Scripture for this Sunday: Genesis 25.19-34; Matthew 13:1-9, 18-23

I am not entirely sure about all the details of Menorca’s inheritance practices, but apparently disposal of the property of a deceased person requires the consent of all the heirs. It is supposed to guarantee equality, but it sounds like an opportunity for all sorts of sibling shenanigans. Presumably many families work it out amicably.

Not all families are so harmonious – especially some of the examples in the book of Genesis. The story of Jacob, whose names derives from ‘heel grabber,’ synonymous with ‘trickster’ in Hebrew vernacular, is one full of deceit, deception and skulduggery.

The Bible skips from his heel-grabbling birth directly to Esau’s willingness to let his birthright go for what the Authorised Version of the Bible calls a ‘mess of pottage.’ While it does not sound like a gourmet meal, it was evidently sufficiently tasty for Esau to relinquish his rights as first-born. The real point is that Esau simply did not appreciate the value of his birthright.

What about us? What is our birthright, and do we value, or despise it? There is much going on in the world today that focuses on exactly that point: do we understand what we inherit through birth, and what it means to our position in life, and the opportunities that we have, compared to others?

My own experience is that, for example, in the USA, African-Americans cannot behave exactly as middle-class white people – even immigrants – would do because of the consequences of something as simple as exceeding the speed limit while driving – there are additional risks involved. Not all birthrights have been equal.
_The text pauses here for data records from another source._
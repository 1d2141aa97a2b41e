use std::collections::BTreeMap;

use ledger_core::charts::ChartData;
use ledger_core::{FeeMode, LedgerShape, NormalizedRow, SummaryReport};
use serde::{Deserialize, Serialize};

// ============================================================================
// Query parameters shared by the ledger endpoints
// ============================================================================

#[derive(Debug, Default, Deserialize)]
pub struct AnalyzeQuery {
    /// YYYY-MM-DD, defaults to today (UTC)
    pub reference_date: Option<String>,
    /// "absolute" or "percentage"
    pub fee_mode: Option<String>,
    pub fee_percent: Option<f64>,
    /// "account" or "position", detected from the columns when absent
    pub shape: Option<String>,
    pub apply_leverage: Option<bool>,
    /// Histogram bin count
    pub bins: Option<usize>,
}

// ============================================================================
// POST /api/v1/ledger/summary
// ============================================================================

#[derive(Debug, Serialize)]
pub struct SummaryResponse {
    pub shape: LedgerShape,
    pub fee_mode: FeeMode,
    pub summary: SummaryReport,
    pub charts: ChartData,
    pub synthesized_columns: Vec<String>,
    pub invalid_cells: BTreeMap<String, usize>,
}

// ============================================================================
// POST /api/v1/ledger/rows
// ============================================================================

#[derive(Debug, Serialize)]
pub struct RowsResponse {
    pub shape: LedgerShape,
    pub headers: Vec<String>,
    pub total_rows: usize,
    pub excluded_rows: usize,
    pub rows: Vec<NormalizedRow>,
}

// ============================================================================
// Health check
// ============================================================================

#[derive(Debug, Serialize)]
pub struct HealthResponse {
    pub status: String,
    pub version: String,
}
We have one particular aspect of our birthright that is of immense value. It is the Christian gospel, the word that has been sown amongst us. I wonder how many of us at one time or another behave like the ground that is stony, or covered with thorns, so that we either have no root, and can’t stick with the message when the going gets tough, or places us in an awkward position. Or how many are choked spiritually by our own comfortable living?

The birthright has this simple principle: love God, and love your neighbour as yourself. Not more than yourself, just as yourself. It means that human life is valuable – and lives have equal value.

Those who contend that ‘all lives matter’ might be pedantically correct, but miss the basic point: until now, not all lives have mattered equally, to brutalise a quote from George Orwell’s Animal Farm.

We have this birthright, this gospel to proclaim, as the gradual hymn says. This word sown among us says that all human lives are of value to God and so should be of value to all of us, without discrimination. If we devalue the humanity of another human being, then we devalue our own humanity. Let’s not toss aside this valuable birthright of being loved equally by God for the mess of pottage that is called denial.